小暮は問題が解決したクルマでデイ2に臨み、SS5でベストタイムを記録するなど速さを発揮。しかし、続くSS6でジャンクションをオーバーシュート。SS7では雪壁に突っ込んでしまい完走を果たすことはできなかった。
WRCチャレンジプログラムのインストラクターを務めるユホ・ハンニネンは、ふたりの若手ドライバーが挑戦した今大会をポジティブなイベントだったと振り返る。
「両ドライバーとも事前のテストを経てクルマにいいフィーリングを持ち、自信を持って運転していたと思う」と同氏。

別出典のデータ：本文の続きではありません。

//! # Invoice Totals Engine
//!
//! Per-line tax recalculation and document-level aggregation.
//!
//! ## Data Flow
//! ```text
//! ┌─────────────────────────────────────────────────────────────────────────┐
//! │                                                                         │
//! │  LineItem (user edits)          recalc_line(item, interstate)           │
//! │  ─────────────────────          ─────────────────────────────           │
//! │  qty, unit_price         ──►    gross    = unit_price × qty             │
//! │  discount_type/value            discount = per-type formula             │
//! │  tax_rate                       taxable  = gross − discount             │
//! │                                 split_gst(taxable, rate) ──► cgst/sgst/ │
//! │                                                              igst       │
//! │                                          │                              │
//! │                                          ▼                              │
//! │  calculate_invoice_totals(lines, shipping, rounding)                    │
//! │  ───────────────────────────────────────────────────                    │
//! │  subtotal       = Σ gross                                               │
//! │  discount_total = Σ discount                                            │
//! │  tax_total      = Σ (cgst + sgst + igst)   ← stored values, no split    │
//! │  grand_total    = subtotal − discount_total + tax_total                 │
//! │                   + shipping + rounding                                 │
//! └─────────────────────────────────────────────────────────────────────────┘
//! ```
//!
//! ## Rounding
//! Only the GST split rounds. Aggregates are plain sums and may carry more
//! than two decimals (e.g. a 12.5% discount); round at display or
//! persistence boundaries with [`Money::round_half_up`].

use serde::{Deserialize, Serialize};
use ts_rs::TS;

use crate::error::CoreResult;
use crate::gst::split_gst;
use crate::money::Money;
use crate::types::{DiscountType, LineItem};

// =============================================================================
// Per-line
// =============================================================================

/// Discount in rupees for one line, unrounded.
///
/// ```text
/// FixedAmountPerUnit  value × qty
/// PercentOfLine       unit_price × qty × value / 100
/// None                0
/// ```
pub fn line_discount(item: &LineItem) -> Money {
    match item.discount_type {
        Some(DiscountType::FixedAmountPerUnit) => Money::new(item.discount_value * item.quantity),
        Some(DiscountType::PercentOfLine) => item.gross().percent_of(item.discount_value),
        None => Money::zero(),
    }
}

/// Taxable amount of one line: gross minus discount.
#[inline]
pub fn taxable_amount(item: &LineItem) -> Money {
    item.gross() - line_discount(item)
}

/// Recomputes the GST fields of a line.
///
/// Returns a new line; the input is never touched. Every call recomputes
/// from scratch, so the result does not depend on stale `cgst`/`sgst`/`igst`
/// values and calling it twice yields the same line.
///
/// A zero rate short-circuits to all-zero tax without calling the split.
///
/// ## Errors
/// `CoreError::InvalidArgument` when the taxable amount is negative (a
/// fixed per-unit discount above the unit price) or the rate is negative.
///
/// ## Example
/// ```rust
/// use imagicity_core::totals::recalc_line;
/// use imagicity_core::{LineItem, Money};
/// use rust_decimal::Decimal;
///
/// let line = LineItem::new("Brand identity", Decimal::ONE, Money::from_rupees(45000));
/// let line = recalc_line(&line, false).unwrap();
/// assert_eq!(line.cgst, Money::from_rupees(4050));
/// assert_eq!(line.sgst, Money::from_rupees(4050));
/// ```
pub fn recalc_line(item: &LineItem, interstate: bool) -> CoreResult<LineItem> {
    let mut updated = item.clone();

    if item.tax_rate.is_zero() {
        updated.cgst = Money::zero();
        updated.sgst = Money::zero();
        updated.igst = Money::zero();
        return Ok(updated);
    }

    let split = split_gst(taxable_amount(item), item.tax_rate, interstate)?;
    updated.cgst = split.cgst;
    updated.sgst = split.sgst;
    updated.igst = split.igst;

    Ok(updated)
}

/// Recalculates every line of a document (used when the interstate flag flips).
///
/// Fails on the first line that cannot be computed.
pub fn recalc_lines(items: &[LineItem], interstate: bool) -> CoreResult<Vec<LineItem>> {
    items
        .iter()
        .map(|item| recalc_line(item, interstate))
        .collect()
}

// =============================================================================
// Document totals
// =============================================================================

/// Document-level adjustments applied after line sums.
#[derive(Debug, Clone, Copy, PartialEq, Eq, Default, Serialize, Deserialize, TS)]
#[serde(rename_all = "camelCase")]
#[ts(export)]
pub struct TotalsAdjustments {
    #[serde(default)]
    pub shipping: Money,
    /// Round-off line; may be negative.
    #[serde(default)]
    pub rounding: Money,
}

/// Derived totals of an invoice.
///
/// `grand_total = subtotal − discount_total + tax_total + shipping + rounding`
/// holds exactly.
#[derive(Debug, Clone, Copy, PartialEq, Eq, Default, Serialize, Deserialize, TS)]
#[serde(rename_all = "camelCase")]
#[ts(export)]
pub struct InvoiceTotals {
    pub subtotal: Money,
    pub discount_total: Money,
    pub tax_total: Money,
    pub shipping: Money,
    pub rounding: Money,
    pub grand_total: Money,
}

/// Aggregates lines into document totals.
///
/// Tax comes from the lines' stored fields; run [`recalc_line`] first. The
/// result does not depend on line order.
///
/// ## Example
/// ```rust
/// use imagicity_core::totals::{calculate_invoice_totals, recalc_line, TotalsAdjustments};
/// use imagicity_core::{LineItem, Money};
/// use rust_decimal::Decimal;
///
/// let line = recalc_line(
///     &LineItem::new("Audit", Decimal::ONE, Money::from_rupees(1000)),
///     false,
/// ).unwrap();
/// let totals = calculate_invoice_totals(&[line], TotalsAdjustments::default());
/// assert_eq!(totals.grand_total, Money::from_rupees(1180));
/// ```
pub fn calculate_invoice_totals(items: &[LineItem], adjustments: TotalsAdjustments) -> InvoiceTotals {
    let subtotal: Money = items.iter().map(LineItem::gross).sum();
    let discount_total: Money = items.iter().map(line_discount).sum();
    let tax_total: Money = items.iter().map(LineItem::tax_amount).sum();

    let TotalsAdjustments { shipping, rounding } = adjustments;
    let grand_total = subtotal - discount_total + tax_total + shipping + rounding;

    InvoiceTotals {
        subtotal,
        discount_total,
        tax_total,
        shipping,
        rounding,
        grand_total,
    }
}

// =============================================================================
// Unit Tests
// =============================================================================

「金曜日の夜、(山本)雄紀は非常にいいスタートを決め、問題さえ起こらなければ(小暮)ひかるも速かったはずだ。土曜日も彼らは依然いい走りをしていたと思うが、小さなミスもあり、ひかるが最後のステージでスタックしてしまったのは不運だった」
「これでウインターシーズンは終わりになるが、ふたりとも徐々に自信をつけ、新しいクルマにも慣れてきている。次のラリーは彼らにとってまったく新しいものとなり、学ぶべきことが多くあるので、忍耐強く努力を続けることが重要だろう」
■「どんどん改善」「雪道でのドライビングを楽しめた」/ドライバーコメント全文
●小暮ひかる(トヨタGRヤリス・ラリー2/リタイア)
「最後のステージでのスタックは少し残念でしたが、それ以外はいいフィーリングで走ることができましたし、スピードもあったと思います」
「路面はタイヤのスタッドがしっかり食い込むようなアイスが多かったことでグリップがとても良かったですし、事前のテストも同じようなコンディションだったので、テストと変わらぬフィーリングで走り続けることができました。金曜日に発生した問題をチームが解決してくれたことで、土曜日は最初のステージからいいフィーリングで走ることができました。最後のステージは表面に水が浮いていて、雪壁に突っ込んでしまい抜け出すことができず残念でした」
「今年序盤の3戦では、雪道での四輪駆動車のドライビングをとても楽しむことができましたし、このようなコンディションでは昨年に比べてかなり改善できたと思いますが、それでもまだやるべきことは多くあります」
●山本雄紀(トヨアGRヤリス・ラリー2/総合4位)
「全体的には本当にポジティブなラリーだったと思います。金曜日のスタートはとても良く、これまででベストなドライビングだったと思います。事前のテストと同じようにグリップが非常に高かったので、とても楽しんで走ることができました」
「土曜日の朝も同じリズムをキープしようとしましたが、そう簡単にはいきませんでした。路面のコンディションが少し柔らかく、ステージのキャラクターも異なっていました。それでもまったくダメだったわけではなく、どんどん改善されていきました」
「いくつかミスもありましたが、スピンに関してはペースノートと自分のドライビングがやや楽観的だったようで、左コーナーへの進入速度が速すぎて、次の右コーナーにうまくターンできなかったことが原因です。ただし、それを除けばペースノートはうまく機能していましたし、これまでのラリーよりフィーリングもずっと良かったと思います」
「クルマに対する自信はかなりつきましたが、もちろん改善すべき点はまだ多くあります」
■次戦はふたたびWRCへ
小暮と山本にとっての次戦は4月18日から21日にかけて開催されるWRC第4戦『クロアチア・ラリー』の予定だ。ふたりは2月のスウェーデン以来となるWRC2クラスに、引き続きトヨタGRヤリス・ラリー2で挑むこととなる。
クロアチアの首都ザグレブを中心に開催されるこのラリーは、小暮と山本にとって今シーズン初のターマック(舗装路)ラリーとなる。舗装された道とはいえ、ステージのコンディションは目まぐるしく変化し、数あるターマックラリーの中でも非常に難易度の高い一戦として知られるクロアチアは、彼らにとって大きなチャレンジとなることが予想される。